A universidade de Camila perdeu a licença para pedir a emissão de vistos para alunos estrangeiros. (Foto: BBC Brasil)
Após investir mais de R$ 60 mil para fazer um curso de Marketing, a estudante baiana Camila Alvarez, de 25 anos, viu seu sonho de concluir um mestrado em Londres transformar-se no pesadelo de uma ameaça de deportação. Camila faz parte do grupo de 35 brasileiros matriculados na London Metropolitan University (LMU), universidade que perdeu a licença para pedir a emissão de vistos para alunos estrangeiros na semana passada, em uma decisão inédita do governo da Grã-Bretanha.
A estudante de Salvador estava no primeiro mês de um curso de 15 meses quando a LMU teve sua licença revogada. De acordo com autoridades britânicas, ela e os outros 2,7 mil estudantes não europeus da LMU terão 60 dias para serem aceitos em outra universidade ou deixar o país. Segundo a LMU, o prazo só começará a contar a partir do momento em que os estudantes recebam uma carta da agência de imigração lhes informando oficialmente sobre sua situação.
"Tenho de entregar trabalhos para o curso, mas não consigo avançar porque paro e me pergunto: "Por que estou fazendo isso se posso acabar até sendo deportada?"", disse Camila à BBC Brasil. Ela afirma que pedirá o dinheiro investido no mestrado de volta se tiver de deixar o País.
"Uma decisão como essa tem um impacto psicológico muito grande. Não é fácil acordar um belo dia e ver seus planos de estudar no exterior desmoronarem. Eu poderia ter ido para os EUA, o Canadá ou a Austrália, mas escolhi vir para cá. Agora, a mensagem que tal medida envia para estudantes estrangeiros é que eles não são bem-vindos na Grã-Bretanha", completa a estudante.
Segundo a Associação de Brasileiros Estudantes de Pós-Graduação e Pesquisadores no Reino Unido (Abep), a forma como a licença da LMU foi revogada "gera incerteza" sobre os benefícios de trazer estudantes brasileiros à Grã-Bretanha, em um momento em que o governo brasileiro se diz disposto a financiar 10 mil alunos em instituições britânicas dentro do programa Ciência sem Fronteiras.
Pelo menos mais um aluno, de doutorado, já procurou a embaixada brasileira em Londres relatando estar em uma situação semelhante à de Camila. Outros, que estavam no fim do curso, não têm certeza de que receberão o diploma. E um número ainda não divulgado de brasileiros que deveriam começar os estudos na LMU entre setembro e outubro também terá de cancelar os planos de viagem.
Tiro no pé
Antes de começar o mestrado em Londres, Camila trabalhou quatro anos em uma empresa de navegação em Salvador. Estava satisfeita com o trabalho, mas ainda assim decidiu largar o emprego e estudar fora do Brasil para expandir suas perspectivas de carreira.

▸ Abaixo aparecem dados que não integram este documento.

//! Turns processed scan results into debounced touch events.

use crate::driver::{ScanTarget, SensingDriver, Zone};

/// Proof that a scan finished and its results have not been processed yet.
///
/// Only the scheduler creates these, when it consumes a `ScanComplete` event.
#[derive(Debug)]
pub struct CompletedScan {
    target: ScanTarget,
}

impl CompletedScan {
    pub(crate) fn new(target: ScanTarget) -> Self {
        Self { target }
    }

    pub fn target(&self) -> ScanTarget {
        self.target
    }
}

#[derive(Clone, Copy, Debug, Default, PartialEq, Eq)]
pub struct TouchResult {
    /// A new touch was seen on this evaluation
    pub detected: bool,
    /// Where, for positional zones with a new touch
    pub position: Option<u16>,
}

impl TouchResult {
    pub const NONE: Self = Self {
        detected: false,
        position: None,
    };

    const fn at(position: u16) -> Self {
        Self {
            detected: true,
            position: Some(position),
        }
    }

    const fn present() -> Self {
        Self {
            detected: true,
            position: None,
        }
    }
}

/// Decides whether the latest scan of a zone holds a new touch.
///
/// The slider debounces by stillness: a held finger that does not move is
/// reported once. The previous position is updated on every evaluation, also
/// when nothing is reported.
#[derive(Debug, Default)]
pub struct TouchEvaluator {
    last_position: Option<u16>,
}

impl TouchEvaluator {
    pub const fn new() -> Self {
        Self { last_position: None }
    }

    /// Process `scan` on `driver` and interpret the result for `zone`.
    ///
    /// Panics if `scan` did not cover `zone`.
    pub fn evaluate<D: SensingDriver>(
        &mut self,
        driver: &mut D,
        zone: Zone,
        scan: CompletedScan,
    ) -> TouchResult {
        assert!(
            scan.target.covers(zone),
            "evaluating {:?} from a scan of {:?}",
            zone,
            scan.target
        );
        driver.process_scan(scan.target);

        match zone {
            Zone::Slider => {
                let info = driver.touch_info(zone);
                let moved = self.last_position != Some(info.position);
                self.last_position = Some(info.position);

                if info.count > 0 && moved {
                    TouchResult::at(info.position)
                } else {
                    TouchResult::NONE
                }
            }
            Zone::Ganged => {
                if driver.is_zone_active(zone) {
                    TouchResult::present()
                } else {
                    TouchResult::NONE
                }
            }
        }
    }
}

#[cfg(test)]
mod test {
    use super::*;
    use crate::driver::TouchInfo;
    use crate::mock::{Bench, Call, MockDriver};

    fn slider_scan() -> CompletedScan {
        CompletedScan::new(ScanTarget::Zone(Zone::Slider))
    }

    #[test]
    fn test_slider_reports_movement_only() {
        let bench = Bench::new();
        let mut driver = MockDriver::new(&bench);
        let mut evaluator = TouchEvaluator::new();

        bench.touch_slider(Some(50));
        let r = evaluator.evaluate(&mut driver, Zone::Slider, slider_scan());
        assert_eq!(r, TouchResult { detected: true, position: Some(50) });

        // Finger held still
        let r = evaluator.evaluate(&mut driver, Zone::Slider, slider_scan());
        assert_eq!(r, TouchResult { detected: false, position: None });

        bench.touch_slider(Some(62));
        let r = evaluator.evaluate(&mut driver, Zone::Slider, slider_scan());
        assert_eq!(r, TouchResult { detected: true, position: Some(62) });

        assert_eq!(bench.calls(), [Call::Process(ScanTarget::Zone(Zone::Slider)); 3]);
    }

    #[test]
    fn test_slider_lift_updates_previous_position() {
        let bench = Bench::new();
        let mut driver = MockDriver::new(&bench);
        let mut evaluator = TouchEvaluator::new();

        bench.touch_slider(Some(300));
        assert!(evaluator.evaluate(&mut driver, Zone::Slider, slider_scan()).detected);

        // Lifted, driver still reports the stale position
        bench.touch_slider(None);
        assert!(!evaluator.evaluate(&mut driver, Zone::Slider, slider_scan()).detected);

        // Touching the same spot again is not a new touch
        bench.touch_slider(Some(300));
        assert!(!evaluator.evaluate(&mut driver, Zone::Slider, slider_scan()).detected);
    }

    #[test]
    fn test_position_recorded_without_contact() {
        let bench = Bench::new();
        let mut driver = MockDriver::new(&bench);
        let mut evaluator = TouchEvaluator::new();

        bench.touch_slider(Some(300));
        assert!(evaluator.evaluate(&mut driver, Zone::Slider, slider_scan()).detected);

        // No contact, but the driver has moved on to a new position
        bench.report_slider(TouchInfo { count: 0, position: 400 });
        let r = evaluator.evaluate(&mut driver, Zone::Slider, slider_scan());
        assert_eq!(r, TouchResult::NONE);

        // Contact at the position already seen is not a new touch
        bench.touch_slider(Some(400));
        let r = evaluator.evaluate(&mut driver, Zone::Slider, slider_scan());
        assert_eq!(r, TouchResult { detected: false, position: None });
    }

    #[test]
    fn test_first_touch_at_zero_is_new() {
        let bench = Bench::new();
        let mut driver = MockDriver::new(&bench);
        let mut evaluator = TouchEvaluator::new();

        bench.touch_slider(Some(0));
        let r = evaluator.evaluate(&mut driver, Zone::Slider, slider_scan());
        assert_eq!(r.position, Some(0));
    }

    #[test]
    fn test_ganged_presence() {
        let bench = Bench::new();
        let mut driver = MockDriver::new(&bench);
        let mut evaluator = TouchEvaluator::new();
        let scan = || CompletedScan::new(ScanTarget::Zone(Zone::Ganged));

        assert_eq!(evaluator.evaluate(&mut driver, Zone::Ganged, scan()), TouchResult::NONE);

        bench.touch_ganged(true);
        let r = evaluator.evaluate(&mut driver, Zone::Ganged, scan());
        assert_eq!(r, TouchResult { detected: true, position: None });

        // Presence has no stillness debounce
        assert!(evaluator.evaluate(&mut driver, Zone::Ganged, scan()).detected);
    }

    #[test]
    fn test_all_zone_scan_processes_everything() {
        let bench = Bench::new();
        let mut driver = MockDriver::new(&bench);
        let mut evaluator = TouchEvaluator::new();

        bench.touch_slider(Some(10));
        let r = evaluator.evaluate(&mut driver, Zone::Slider, CompletedScan::new(ScanTarget::All));
        assert!(r.detected);
        assert_eq!(bench.calls(), [Call::Process(ScanTarget::All)]);
    }

    #[test]
    #[should_panic(expected = "evaluating Slider")]
    fn test_zone_outside_scan_panics() {
        let bench = Bench::new();
        let mut driver = MockDriver::new(&bench);
        let mut evaluator = TouchEvaluator::new();
        evaluator.evaluate(
            &mut driver,
            Zone::Slider,
            CompletedScan::new(ScanTarget::Zone(Zone::Ganged)),
        );
    }
}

O investimento da estudante no projeto foi substancial - tanto em termos financeiros quanto de tempo. Camila começou a trabalhar nos preparativos para sua estadia na Grã-Bretanha em março do ano passado. Só o curso de mestrado em Marketing na LMU custou 12 mil libras (R$ 38,7 mil).
Também teve de fazer um exame de inglês, pagar uma tradutora juramentada para traduzir seus documentos e viajar para o Rio de Janeiro para completar o processo de solicitação do visto - procedimentos que lhe consumiram mais de R$ 2 mil. reais. A passagem custou R$ 3,5 mil, e Camila ainda tinha economizado mais R$ 20 mil com os quais estava financiando os custos com alojamento e alimentação na Grã-Bretanha.

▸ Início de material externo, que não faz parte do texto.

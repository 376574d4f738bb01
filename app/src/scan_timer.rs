use crate::pac;
use crate::hal::rcc::Rcc;

/// Counter ticks per millisecond after the prescaler
const TICKS_PER_MS: u32 = 10;

/// TIM2 as the scan timer. Its update interrupt posts `StartScan`.
pub struct Tim2ScanTimer {
    tim: pac::TIM2,
}

impl Tim2ScanTimer {
    pub fn new(tim: pac::TIM2, rcc: &mut Rcc) -> Self {
        let rccregs = unsafe { pac::Peripherals::steal().RCC };
        rccregs.apb1enr.modify(|_, w| w.tim2en().set_bit());

        // If pclk is prescaled from hclk, the frequency fed into the timers is doubled
        let clk_freq = if rcc.clocks.hclk().0 == rcc.clocks.pclk().0 {
            rcc.clocks.pclk().0
        } else {
            rcc.clocks.pclk().0 * 2
        };

        let psc = clk_freq / (TICKS_PER_MS * 1000) - 1;
        tim.psc.write(|w| unsafe { w.psc().bits(psc as u16) });

        // Buffer ARR so a new period only applies from the next update
        tim.cr1.modify(|_, w| w.arpe().set_bit());

        Self { tim }
    }

    fn load_period(&mut self, period_ms: u32) {
        let arr = period_ms * TICKS_PER_MS - 1;
        self.tim.arr.write(|w| w.arr().bits(arr));
    }
}

impl capscan::ScanTimer for Tim2ScanTimer {
    fn start(&mut self, period_ms: u32) {
        self.load_period(period_ms);
        // Latch PSC and ARR, then drop the update flag that UG just raised
        self.tim.egr.write(|w| w.ug().set_bit());
        self.tim.sr.write(|w| unsafe { w.bits(0) });
        self.tim.dier.write(|w| w.uie().set_bit());
        self.tim.cr1.modify(|_, w| w.cen().set_bit());
    }

    fn set_period_ms(&mut self, period_ms: u32) {
        self.load_period(period_ms);
    }
}

/// Clear the TIM2 update flag from its interrupt handler
pub fn acknowledge() {
    let tim2 = unsafe { pac::Peripherals::steal().TIM2 };
    tim2.sr.write(|w| unsafe { w.bits(0) });
}
use crate::button::Button;
use crate::{DetectState, TouchConfig, FULL_SCALE};

/// Interpolate a finger position from per-electrode deltas.
///
/// Electrodes are ordered left to right with equal pitch; electrode 0 maps to
/// position 0 and the last electrode to `FULL_SCALE - 1`. The centroid is taken
/// over the strongest electrode and its direct neighbours so that noise on far
/// electrodes does not pull the result.
pub fn centroid(deltas: &[u16], detect_threshold: u16) -> Option<u16> {
    let mut peak = 0;
    for i in 1..deltas.len() {
        if deltas[i] > deltas[peak] {
            peak = i;
        }
    }

    if deltas.is_empty() || deltas[peak] < detect_threshold {
        return None;
    }
    if deltas.len() == 1 {
        return Some(0);
    }

    let first = peak.saturating_sub(1);
    let last = (peak + 1).min(deltas.len() - 1);
    let mut weighted: u32 = 0;
    let mut total: u32 = 0;
    for i in first..=last {
        weighted += deltas[i] as u32 * i as u32;
        total += deltas[i] as u32;
    }

    // deltas are at most 14 bits and there are at most 3 terms, u32 is safe from overflow
    let span = (FULL_SCALE - 1) as u32 * weighted;
    Some((span / (total * (deltas.len() as u32 - 1))) as u16)
}

/// Linear slider made of `N` electrodes in a row
pub struct Slider<'a, const N: usize> {
    button: Button<'a, N>,
    position: Option<u16>,
    last_position: u16,
}

impl<'a, const N: usize> Slider<'a, N> {
    pub fn new(config: Option<&'a TouchConfig>) -> Self {
        Self {
            button: Button::new(config),
            position: None,
            last_position: 0,
        }
    }

    pub fn active(&self) -> bool {
        self.button.active()
    }

    pub fn calibrated(&self) -> bool {
        self.button.calibrated()
    }

    /// Position of the finger on the last sample, if touched
    pub fn position(&self) -> Option<u16> {
        self.position
    }

    /// Most recent position computed, kept after the finger lifts
    pub fn last_position(&self) -> u16 {
        self.last_position
    }

    pub fn deltas(&self) -> &[u16; N] {
        self.button.deltas()
    }

    /// Input a new sample for all electrodes
    ///
    /// Returns the position if a touch is detected
    pub fn push(&mut self, counts: [u16; N]) -> Option<u16> {
        self.position = match self.button.push(counts) {
            DetectState::Active => {
                centroid(self.button.deltas(), self.button.config().detect_threshold)
            }
            _ => None,
        };
        if let Some(p) = self.position {
            self.last_position = p;
        }
        self.position
    }
}

#[cfg(test)]
pub mod test {
    use super::*;
    use crate::button::test::calibrate;
    use crate::DEFAULT_TOUCH_CONFIG;

    #[test]
    fn test_centroid() {
        let detect_threshold = 15;

        assert_eq!(centroid(&[0, 100, 0], detect_threshold), Some(511));
        assert_eq!(centroid(&[200, 0, 0], detect_threshold), Some(0));
        assert_eq!(centroid(&[0, 0, 200], detect_threshold), Some(1023));
        assert_eq!(centroid(&[100, 100, 0], detect_threshold), Some(255));
        assert_eq!(centroid(&[0, 50, 150], detect_threshold), Some(895));

        let pos = centroid(&[0, detect_threshold - 1, 10], detect_threshold);
        assert!(pos.is_none(), "Failed to return none for signal below detect threshold");

        assert_eq!(centroid(&[], detect_threshold), None);
        assert_eq!(centroid(&[40], detect_threshold), Some(0));
    }

    #[test]
    fn test_centroid_ignores_far_electrodes() {
        assert_eq!(centroid(&[0, 0, 100, 0, 90], 15), centroid(&[0, 0, 100, 0, 0], 15));
    }

    #[test]
    fn test_slider_tracks_position() {
        let mut slider = Slider::new(Some(&DEFAULT_TOUCH_CONFIG));
        calibrate(&mut slider.button);

        const REF: u16 = 1000;
        assert_eq!(slider.push([REF - 300, REF, REF]), None, "active before debounce");
        assert_eq!(slider.push([REF - 300, REF, REF]), Some(0));
        assert!(slider.active());

        assert_eq!(slider.push([REF, REF, REF - 300]), Some(1023));

        assert_eq!(slider.push([REF; 3]), None);
        assert_eq!(slider.position(), None);
        assert_eq!(slider.last_position(), 1023);
    }
}
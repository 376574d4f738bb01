use crate::driver::LowPower;
use crate::event::{ScanEvent, ScanEvents};

/// Tracks the deep sleep lock on top of the platform primitive.
///
/// The lock has depth one: taking it while held, or releasing it while free,
/// is a sequencing bug in the caller and panics.
pub struct PowerState<P> {
    primitive: P,
    locked: bool,
}

impl<P: LowPower> PowerState<P> {
    pub fn new(primitive: P) -> Self {
        Self {
            primitive,
            locked: false,
        }
    }

    pub fn lock(&mut self) {
        assert!(!self.locked, "deep sleep lock taken while already held");
        self.primitive.disallow_deep_sleep();
        self.locked = true;
    }

    pub fn unlock(&mut self) {
        assert!(self.locked, "deep sleep lock released while not held");
        self.primitive.allow_deep_sleep();
        self.locked = false;
    }

    pub fn is_locked(&self) -> bool {
        self.locked
    }

    /// Block until `event` is pending, then consume it
    pub fn wait_for(&mut self, events: &ScanEvents, event: ScanEvent) {
        while !events.take(event) {
            self.primitive.sleep(events, event);
        }
    }
}
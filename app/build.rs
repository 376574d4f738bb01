//! Copies `memory.x` next to the build output so cortex-m-rt's `link.x` finds
//! it regardless of where the workspace is built from.

use std::{env, fs::File, io::Write, path::PathBuf};

fn main() {
    let out = PathBuf::from(env::var_os("OUT_DIR").unwrap());
    File::create(out.join("memory.x"))
        .unwrap()
        .write_all(include_bytes!("memory.x"))
        .unwrap();
    println!("cargo:rustc-link-search={}", out.display());
    println!("cargo:rerun-if-changed=memory.x");
}
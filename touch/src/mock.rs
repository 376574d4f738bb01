//! Recording test doubles for the board traits.
//!
//! All doubles share one [`Bench`], which holds the scripted inputs and an
//! ordered journal of every call made into the board.

use std::cell::RefCell;
use std::collections::VecDeque;
use std::rc::Rc;

use crate::driver::{LowPower, ScanTarget, ScanTimer, SensingDriver, TouchInfo, TunerLink, Zone};
use crate::event::{ScanEvent, ScanEvents};

#[derive(Clone, Copy, Debug, PartialEq, Eq)]
pub enum Call {
    StartScan(ScanTarget),
    Process(ScanTarget),
    DisallowDeepSleep,
    AllowDeepSleep,
    Sleep { awaiting: ScanEvent, locked: bool },
    TimerStart(u32),
    TimerPeriod(u32),
    TunerSync,
}

#[derive(Default)]
struct Inner {
    calls: Vec<Call>,
    deliveries: VecDeque<ScanEvent>,
    locked: bool,
    busy_polls: u32,
    slider: TouchInfo,
    ganged_active: bool,
}

#[derive(Clone, Default)]
pub struct Bench(Rc<RefCell<Inner>>);

impl Bench {
    pub fn new() -> Self {
        Self::default()
    }

    pub fn calls(&self) -> Vec<Call> {
        self.0.borrow().calls.clone()
    }

    pub fn clear_calls(&self) {
        self.0.borrow_mut().calls.clear();
    }

    /// Events posted one per sleep, in order
    pub fn deliver(&self, events: &[ScanEvent]) {
        self.0.borrow_mut().deliveries.extend(events);
    }

    /// Report busy for the next `polls` busy queries
    pub fn set_busy(&self, polls: u32) {
        self.0.borrow_mut().busy_polls = polls;
    }

    /// Finger on the slider at `position`, or lifted when `None`
    pub fn touch_slider(&self, position: Option<u16>) {
        let mut inner = self.0.borrow_mut();
        match position {
            Some(p) => {
                inner.slider.count = 1;
                inner.slider.position = p;
            }
            None => inner.slider.count = 0,
        }
    }

    /// Raw slider report, for positions that move without contact
    pub fn report_slider(&self, info: TouchInfo) {
        self.0.borrow_mut().slider = info;
    }

    pub fn touch_ganged(&self, active: bool) {
        self.0.borrow_mut().ganged_active = active;
    }

    fn record(&self, call: Call) {
        self.0.borrow_mut().calls.push(call);
    }
}

pub struct MockDriver(Bench);

impl MockDriver {
    pub fn new(bench: &Bench) -> Self {
        Self(bench.clone())
    }
}

impl SensingDriver for MockDriver {
    fn is_busy(&self) -> bool {
        let mut inner = self.0 .0.borrow_mut();
        if inner.busy_polls > 0 {
            inner.busy_polls -= 1;
            true
        } else {
            false
        }
    }

    fn start_scan(&mut self, target: ScanTarget) {
        self.0.record(Call::StartScan(target));
    }

    fn process_scan(&mut self, target: ScanTarget) {
        self.0.record(Call::Process(target));
    }

    fn touch_info(&self, zone: Zone) -> TouchInfo {
        assert_eq!(zone, Zone::Slider, "position requested for a presence-only zone");
        self.0 .0.borrow().slider
    }

    fn is_zone_active(&self, zone: Zone) -> bool {
        match zone {
            Zone::Slider => self.0 .0.borrow().slider.count > 0,
            Zone::Ganged => self.0 .0.borrow().ganged_active,
        }
    }
}

pub struct MockTimer(Bench);

impl MockTimer {
    pub fn new(bench: &Bench) -> Self {
        Self(bench.clone())
    }
}

impl ScanTimer for MockTimer {
    fn start(&mut self, period_ms: u32) {
        self.0.record(Call::TimerStart(period_ms));
    }

    fn set_period_ms(&mut self, period_ms: u32) {
        self.0.record(Call::TimerPeriod(period_ms));
    }
}

pub struct MockPower(Bench);

impl MockPower {
    pub fn new(bench: &Bench) -> Self {
        Self(bench.clone())
    }
}

impl LowPower for MockPower {
    fn disallow_deep_sleep(&mut self) {
        self.0 .0.borrow_mut().locked = true;
        self.0.record(Call::DisallowDeepSleep);
    }

    fn allow_deep_sleep(&mut self) {
        self.0 .0.borrow_mut().locked = false;
        self.0.record(Call::AllowDeepSleep);
    }

    fn sleep(&mut self, events: &ScanEvents, awaiting: ScanEvent) {
        let locked = self.0 .0.borrow().locked;
        self.0.record(Call::Sleep { awaiting, locked });
        let next = self.0 .0.borrow_mut().deliveries.pop_front();
        match next {
            Some(event) => events.post(event),
            None => panic!("blocked waiting for {:?} with nothing left to deliver", awaiting),
        }
    }
}

pub struct MockTuner(Bench);

impl MockTuner {
    pub fn new(bench: &Bench) -> Self {
        Self(bench.clone())
    }
}

impl TunerLink<MockDriver> for MockTuner {
    fn sync(&mut self, _driver: &mut MockDriver) {
        self.0.record(Call::TunerSync);
    }
}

"Arranjei um emprego de meio-período, algo permitido quando você tem visto de estudante, para complementar meu orçamento aqui", conta. "Mas não há dúvida que estudantes como eu trazem muitos recursos para a Grã-Bretanha, o que faz com que a decisão do governo sobre a LMU seja um tiro no pé", acredita.
Incertezas sobre o diploma
Outro exemplo do drama vivido por brasileiros que estudavam na LMU é o caso do jornalista brasileiro Jonas Oliveira, de 27 anos, que entregou sua dissertação de mestrado na sexta-feira, mas não sabe se receberá o diploma.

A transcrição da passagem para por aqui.